== Exercise instructions ==
Copy out every line of the records in which "ConnectorManifest" can be found.

== Listed records ==
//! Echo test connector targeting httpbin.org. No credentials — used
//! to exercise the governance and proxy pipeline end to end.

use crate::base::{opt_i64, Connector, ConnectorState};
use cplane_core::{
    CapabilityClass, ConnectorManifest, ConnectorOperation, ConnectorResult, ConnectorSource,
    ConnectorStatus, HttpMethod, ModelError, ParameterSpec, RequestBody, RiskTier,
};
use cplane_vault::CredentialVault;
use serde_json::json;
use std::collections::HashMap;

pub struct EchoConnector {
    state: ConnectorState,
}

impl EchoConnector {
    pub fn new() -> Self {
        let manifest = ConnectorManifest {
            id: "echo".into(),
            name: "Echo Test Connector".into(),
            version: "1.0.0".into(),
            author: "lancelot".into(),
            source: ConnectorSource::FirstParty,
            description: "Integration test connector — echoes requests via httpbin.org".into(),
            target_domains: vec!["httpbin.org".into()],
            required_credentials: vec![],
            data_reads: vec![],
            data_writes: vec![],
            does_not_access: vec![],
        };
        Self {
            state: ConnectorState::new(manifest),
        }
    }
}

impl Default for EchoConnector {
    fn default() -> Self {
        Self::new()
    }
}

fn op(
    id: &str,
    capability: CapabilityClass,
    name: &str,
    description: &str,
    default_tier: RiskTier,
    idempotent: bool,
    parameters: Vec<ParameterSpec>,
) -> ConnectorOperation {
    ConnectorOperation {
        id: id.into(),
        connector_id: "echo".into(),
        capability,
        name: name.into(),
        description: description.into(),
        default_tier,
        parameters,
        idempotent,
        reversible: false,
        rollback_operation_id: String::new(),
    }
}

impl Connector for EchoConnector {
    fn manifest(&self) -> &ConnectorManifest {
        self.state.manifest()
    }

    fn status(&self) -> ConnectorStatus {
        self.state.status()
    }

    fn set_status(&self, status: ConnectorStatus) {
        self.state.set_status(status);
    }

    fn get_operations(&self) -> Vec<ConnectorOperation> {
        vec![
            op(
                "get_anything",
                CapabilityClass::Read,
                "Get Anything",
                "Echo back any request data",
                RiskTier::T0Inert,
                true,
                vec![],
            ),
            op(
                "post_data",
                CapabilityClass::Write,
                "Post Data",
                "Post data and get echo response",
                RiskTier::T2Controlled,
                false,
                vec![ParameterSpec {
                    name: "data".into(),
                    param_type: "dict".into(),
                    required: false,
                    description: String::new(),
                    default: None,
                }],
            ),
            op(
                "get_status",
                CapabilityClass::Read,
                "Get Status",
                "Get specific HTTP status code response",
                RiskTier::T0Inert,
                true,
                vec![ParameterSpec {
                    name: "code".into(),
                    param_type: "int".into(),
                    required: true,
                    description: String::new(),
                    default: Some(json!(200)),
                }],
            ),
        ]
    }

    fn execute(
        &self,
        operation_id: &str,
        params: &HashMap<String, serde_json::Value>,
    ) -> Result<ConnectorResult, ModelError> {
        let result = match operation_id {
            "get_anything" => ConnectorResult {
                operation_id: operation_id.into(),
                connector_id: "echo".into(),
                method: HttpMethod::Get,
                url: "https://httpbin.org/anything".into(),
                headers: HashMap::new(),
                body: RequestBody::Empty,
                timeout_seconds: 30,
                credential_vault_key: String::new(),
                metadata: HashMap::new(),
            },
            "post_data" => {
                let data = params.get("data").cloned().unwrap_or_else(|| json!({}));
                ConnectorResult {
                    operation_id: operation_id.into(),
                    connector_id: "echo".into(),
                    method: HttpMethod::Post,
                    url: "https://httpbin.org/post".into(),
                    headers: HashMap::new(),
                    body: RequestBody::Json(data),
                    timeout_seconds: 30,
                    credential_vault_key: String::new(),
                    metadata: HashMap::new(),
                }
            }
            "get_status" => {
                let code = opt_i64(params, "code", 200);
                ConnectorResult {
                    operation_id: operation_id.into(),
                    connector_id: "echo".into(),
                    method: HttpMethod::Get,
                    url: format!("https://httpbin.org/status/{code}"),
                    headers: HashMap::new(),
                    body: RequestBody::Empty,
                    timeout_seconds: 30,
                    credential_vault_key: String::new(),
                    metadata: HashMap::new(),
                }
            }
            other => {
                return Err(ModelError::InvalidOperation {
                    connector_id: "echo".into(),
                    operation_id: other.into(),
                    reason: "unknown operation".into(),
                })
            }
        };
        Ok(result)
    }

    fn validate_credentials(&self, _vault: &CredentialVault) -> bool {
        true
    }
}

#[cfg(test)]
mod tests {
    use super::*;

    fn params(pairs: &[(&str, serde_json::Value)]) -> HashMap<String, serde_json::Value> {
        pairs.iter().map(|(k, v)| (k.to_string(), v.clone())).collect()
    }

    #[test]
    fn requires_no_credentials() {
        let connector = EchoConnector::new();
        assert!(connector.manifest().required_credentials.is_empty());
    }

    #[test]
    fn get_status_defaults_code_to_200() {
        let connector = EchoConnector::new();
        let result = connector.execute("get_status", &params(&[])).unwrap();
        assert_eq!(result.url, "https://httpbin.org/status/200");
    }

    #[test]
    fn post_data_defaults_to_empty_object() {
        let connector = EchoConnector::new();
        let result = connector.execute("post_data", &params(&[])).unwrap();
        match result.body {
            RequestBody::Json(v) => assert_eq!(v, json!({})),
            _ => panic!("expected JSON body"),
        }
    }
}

== Result ==
    CapabilityClass, ConnectorManifest, ConnectorOperation, ConnectorResult, ConnectorSource,
        let manifest = ConnectorManifest {
    fn manifest(&self) -> &ConnectorManifest {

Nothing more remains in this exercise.